UNFPA - United Nations Population Fund

10/02/2025 | News release | Archived content

« Je n’ai pas eu d’autre choix que de procéder seule à mon propre accouchement » : les agentes de santé à Gaza décrivent des conditions invivables

BANDE DE GAZA, Territoire palestinien occupé - « Les contractions ont commencé à 4 heures du matin, mais il n'y avait personne pour m'aider », raconte Yasmeen, une sage-femme de la ville de Gaza. « J'ai bien cru que j'allais mourir, et que mon bébé à naître aussi. »

Son mari s'est précipité dehors pour trouver de l'aide, mais aucune ambulance n'était disponible et personne d'autre n'était en mesure de les amener à l'hôpital. Yasmeen s'est préparée à accoucher. « J'ai demandé à mes enfants de placer un matelas au sol. Je n'avais pas d'antidouleurs.
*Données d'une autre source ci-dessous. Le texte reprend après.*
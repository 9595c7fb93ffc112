//! Common templates: the bundled VM templates and access to the golden images namespace.

pub mod bundle;
pub mod resources;

use std::path::Path;

use async_trait::async_trait;
use k8s_openapi::api::{
    core::v1::Namespace,
    rbac::v1::{ClusterRole, Role, RoleBinding},
};
use kube::{
    api::{ApiResource, DynamicObject},
    Api,
};
use tracing::info;

use crate::{
    common::{create_or_update, delete_resource, Operand, Ownership, ReconcileOutcome, Request, ResourceStatus},
    util::errors::{Error, Result},
};

use self::{bundle::template_api_resource, resources::*};

pub const TEMPLATE_VERSION_LABEL: &str = "template.kubevirt.io/version";
pub const TEMPLATE_TYPE_LABEL: &str = "template.kubevirt.io/type";

pub struct CommonTemplates {
    templates: Vec<DynamicObject>,
    api_resource: ApiResource,
    version: String,
}

impl CommonTemplates {
    pub fn new(templates: Vec<DynamicObject>, version: impl Into<String>) -> Self {
        Self {
            templates,
            api_resource: template_api_resource(),
            version: version.into(),
        }
    }

    pub fn from_bundle_dir(dir: &Path, version: impl Into<String>) -> Result<Self> {
        let templates = bundle::load_bundle(dir)?;
        info!("Loaded {} common templates from {}", templates.len(), dir.display());
        Ok(Self::new(templates, version))
    }

    /// Bundled templates as they are deployed to `namespace`.
    fn desired_templates(&self, namespace: &str) -> Vec<DynamicObject> {
        self.templates
            .iter()
            .map(|template| {
                let mut template = template.clone();
                template.metadata.namespace = Some(namespace.to_string());
                template
                    .metadata
                    .labels
                    .get_or_insert_with(Default::default)
                    .insert(TEMPLATE_VERSION_LABEL.to_string(), self.version.clone());
                template
            })
            .collect()
    }

    fn templates_api(&self, request: &Request<'_>) -> Api<DynamicObject> {
        let namespace = &request.instance.spec.common_templates.namespace;
        Api::namespaced_with(request.client.clone(), namespace, &self.api_resource)
    }

    async fn reconcile_namespace(&self, request: &Request<'_>) -> Result<ResourceStatus> {
        let api: Api<Namespace> = Api::all(request.client.clone());
        create_or_update(request, &api, &(), new_golden_images_namespace(), Ownership::Cluster).await
    }

    async fn reconcile_view_cluster_role(&self, request: &Request<'_>) -> Result<ResourceStatus> {
        let api: Api<ClusterRole> = Api::all(request.client.clone());
        create_or_update(request, &api, &(), new_view_cluster_role(), Ownership::Cluster).await
    }

    async fn reconcile_view_role(&self, request: &Request<'_>) -> Result<ResourceStatus> {
        let api: Api<Role> = Api::namespaced(request.client.clone(), GOLDEN_IMAGES_NAMESPACE);
        create_or_update(request, &api, &(), new_view_role(), Ownership::Cluster).await
    }

    async fn reconcile_view_role_binding(&self, request: &Request<'_>) -> Result<ResourceStatus> {
        let api: Api<RoleBinding> = Api::namespaced(request.client.clone(), GOLDEN_IMAGES_NAMESPACE);
        create_or_update(request, &api, &(), new_view_role_binding(), Ownership::Cluster).await
    }

    async fn reconcile_edit_cluster_role(&self, request: &Request<'_>) -> Result<ResourceStatus> {
        let api: Api<ClusterRole> = Api::all(request.client.clone());
        create_or_update(request, &api, &(), new_edit_cluster_role(), Ownership::Cluster).await
    }
}

#[async_trait]
impl Operand for CommonTemplates {
    fn name(&self) -> &'static str {
        "common-templates"
    }

    async fn reconcile(&self, request: &Request<'_>) -> ReconcileOutcome {
        let mut outcome = ReconcileOutcome::default();
        outcome.record(self.reconcile_namespace(request).await);
        outcome.record(self.reconcile_view_cluster_role(request).await);
        outcome.record(self.reconcile_view_role(request).await);
        outcome.record(self.reconcile_view_role_binding(request).await);
        outcome.record(self.reconcile_edit_cluster_role(request).await);

        let api = self.templates_api(request);
        let namespace = &request.instance.spec.common_templates.namespace;
        for template in self.desired_templates(namespace) {
            outcome.record(create_or_update(request, &api, &self.api_resource, template, Ownership::Cluster).await);
        }
        outcome
    }

    async fn cleanup(&self, request: &Request<'_>) -> Result<()> {
        let mut errors = Vec::new();

        let api = self.templates_api(request);
        let namespace = &request.instance.spec.common_templates.namespace;
        for template in self.desired_templates(namespace) {
            if let Err(e) = delete_resource(request, &api, &self.api_resource, &template).await {
                errors.push(e);
            }
        }

        let bindings: Api<RoleBinding> = Api::namespaced(request.client.clone(), GOLDEN_IMAGES_NAMESPACE);
        if let Err(e) = delete_resource(request, &bindings, &(), &new_view_role_binding()).await {
            errors.push(e);
        }
        let roles: Api<Role> = Api::namespaced(request.client.clone(), GOLDEN_IMAGES_NAMESPACE);
        if let Err(e) = delete_resource(request, &roles, &(), &new_view_role()).await {
            errors.push(e);
        }

        let cluster_roles: Api<ClusterRole> = Api::all(request.client.clone());
        for role in [new_view_cluster_role(), new_edit_cluster_role()] {
            if let Err(e) = delete_resource(request, &cluster_roles, &(), &role).await {
                errors.push(e);
            }
        }

        let namespaces: Api<Namespace> = Api::all(request.client.clone());
        if let Err(e) = delete_resource(request, &namespaces, &(), &new_golden_images_namespace()).await {
            errors.push(e);
        }

        Error::from_many(errors)
    }
}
Mais je n'avais pas d'autre choix que de procéder seule à mon propre accouchement. »

Yasmeen travaillait auparavant à la maternité et à l'unité néonatale de l'hôpital Al-Shifa, mais après des dégâts conséquents infligés au bâtiment par les attaques israéliennes incessantes, l'hôpital n'est plus en mesure de proposer des services de santé maternelle. Ceux-ci ont été transférés à la maternité d'Al-Helou, à laquelle l'UNFPA fournit des kits de santé reproductive, des médicaments et du matériel pour le postpartum.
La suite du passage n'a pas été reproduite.